Making Surprising Power With Project Retro 5.0 On The Dyno

Project Retro 5.0 is our modern take on the awesome time in the 1980s and ‘90s when the Fox Body Mustang was the king of the streets, thanks to its “modern” fuel-injected 5.0-liter engine. Based on the 8.2-inch deck height Windsor architecture that has powered Mustangs since their inception, the EFI 5.0 was a factory hydraulic roller engine that really was impressive for its time.

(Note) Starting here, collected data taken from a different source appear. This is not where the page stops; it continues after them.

//! DeepSeek client passthrough and the widget-side relay client.

use persona_relay::client::{RelayClient, Transcript, render_non_json, render_reply};
use persona_relay::llm::{CompletionApi, CompletionRequest, DeepSeekClient, PromptMessage};
use persona_relay::model::{ChatResponse, Role};
use secrecy::SecretString;
use serde_json::json;
use wiremock::matchers::{body_partial_json, header, method, path};
use wiremock::{Mock, MockServer, ResponseTemplate};

#[tokio::test]
async fn deepseek_client_posts_bearer_request_and_returns_raw_body() {
    let server = MockServer::start().await;
    Mock::given(method("POST"))
        .and(path("/chat/completions"))
        .and(header("Authorization", "Bearer sk-test"))
        .and(body_partial_json(json!({
            "model": "deepseek-chat",
            "messages": [{ "role": "user", "content": "你好" }]
        })))
        .respond_with(ResponseTemplate::new(200).set_body_string(r#"{"choices":[]}"#))
        .expect(1)
        .mount(&server)
        .await;

    let client = DeepSeekClient::new(
        SecretString::from("sk-test"),
        format!("{}/", server.uri()),
        "deepseek-chat",
    );
    let request = CompletionRequest::new(client.model(), vec![PromptMessage::user("你好")], 0.3);
    let raw = client.complete(&request).await.unwrap();

    assert_eq!(raw.status, 200);
    assert_eq!(raw.body, r#"{"choices":[]}"#);
}

#[tokio::test]
async fn deepseek_client_does_not_interpret_error_bodies() {
    let server = MockServer::start().await;
    Mock::given(method("POST"))
        .and(path("/chat/completions"))
        .respond_with(ResponseTemplate::new(503).set_body_string("upstream busy"))
        .mount(&server)
        .await;

    let client = DeepSeekClient::new(SecretString::from("k"), server.uri(), "deepseek-chat");
    let request = CompletionRequest::new("deepseek-chat", vec![], 0.3);
    let raw = client.complete(&request).await.unwrap();

    assert_eq!(raw.status, 503);
    assert_eq!(raw.body, "upstream busy");
}

#[test]
fn transcript_sends_recent_turns_before_the_question() {
    let mut transcript = Transcript::new("hello").window(3);
    for i in 0..4 {
        transcript.push_user(format!("q{i}"));
        transcript.push_assistant(format!("a{i}"));
    }

    let request = transcript.request_for("next");

    assert_eq!(request.message, "next");
    let contents: Vec<&str> = request.history.iter().map(|t| t.content.as_str()).collect();
    assert_eq!(contents, vec!["a2", "q3", "a3"]);
}

#[test]
fn transcript_clear_keeps_only_the_greeting() {
    let mut transcript = Transcript::new("hello");
    transcript.push_user("q");
    transcript.push_assistant("a");
    transcript.clear();

    assert_eq!(transcript.turns().len(), 1);
    assert_eq!(transcript.turns()[0].role, Role::Assistant);
    assert_eq!(transcript.turns()[0].content, "hello");
}

#[test]
fn failure_envelope_renders_status_and_raw() {
    let reply = ChatResponse::failure("Completion API returned non-JSON")
        .with_debug(json!({ "httpStatus": 500, "raw": "<html>" }));

    assert_eq!(
        render_reply(&reply),
        "【错误】Completion API returned non-JSON\n上游 HTTP 500\n(raw=<html>)"
    );
}

#[test]
fn empty_answer_renders_placeholder() {
    let reply = ChatResponse {
        ok: true,
        answer: None,
        error: None,
        debug: None,
    };
    assert_eq!(render_reply(&reply), "（无返回）");
}

#[test]
fn non_json_relay_body_is_quoted() {
    assert_eq!(
        render_non_json(502, "Bad \"Gateway\""),
        "【错误】API返回不是JSON\nHTTP 502\n(body=\"Bad \\\"Gateway\\\"\")"
    );
}

#[tokio::test]
async fn relay_client_records_both_sides_of_the_exchange() {
    let server = MockServer::start().await;
    Mock::given(method("POST"))
        .and(path("/chat"))
        .and(body_partial_json(json!({
            "message": "你好",
            "history": [{ "role": "assistant", "content": "hello" }]
        })))
        .respond_with(ResponseTemplate::new(200).set_body_json(json!({
            "ok": true,
            "answer": "你好呀"
        })))
        .mount(&server)
        .await;

    let client = RelayClient::new(format!("{}/chat", server.uri()));
    let mut transcript = Transcript::new("hello");

    assert_eq!(client.ask(&mut transcript, "   ").await, None);
    let reply = client.ask(&mut transcript, " 你好 ").await;

    assert_eq!(reply.as_deref(), Some("你好呀"));
    let turns = transcript.turns();
    assert_eq!(turns.len(), 3);
    assert_eq!(turns[1].content, "你好");
    assert_eq!(turns[2].content, "你好呀");
}

#[tokio::test]
async fn relay_client_renders_non_json_reply() {
    let server = MockServer::start().await;
    Mock::given(method("POST"))
        .and(path("/chat"))
        .respond_with(ResponseTemplate::new(504).set_body_string("Gateway Timeout"))
        .mount(&server)
        .await;

    let client = RelayClient::new(format!("{}/chat", server.uri()));
    let reply = client
        .send(&persona_relay::model::ChatRequest::new("hi"))
        .await;

    assert_eq!(
        reply,
        "【错误】API返回不是JSON\nHTTP 504\n(body=\"Gateway Timeout\")"
    );
}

However, “its time” was thirty years ago. Since then, there have been a lot of improvements in engine technology, both in the OEM and aftermarket. While the original Cobras were hot stuff with 235 horsepower off the showroom floor in 1993, nowadays, we have GT500s making 760 horsepower with a warranty, and cracking the 1,000-horsepower mark with a few minor bolt-ons.

So, our plan, in a nutshell, is to do what they did in the ‘80s and ‘90s, but with today’s modern technology and knowledge, and see what kind of power we can make. Will the limits from back then — mainly the stock block and its fabled 500 horsepower failure point — still be the limits now, or will our modern engine controls get around that? We’ll find out. But first, we need to quantify a baseline.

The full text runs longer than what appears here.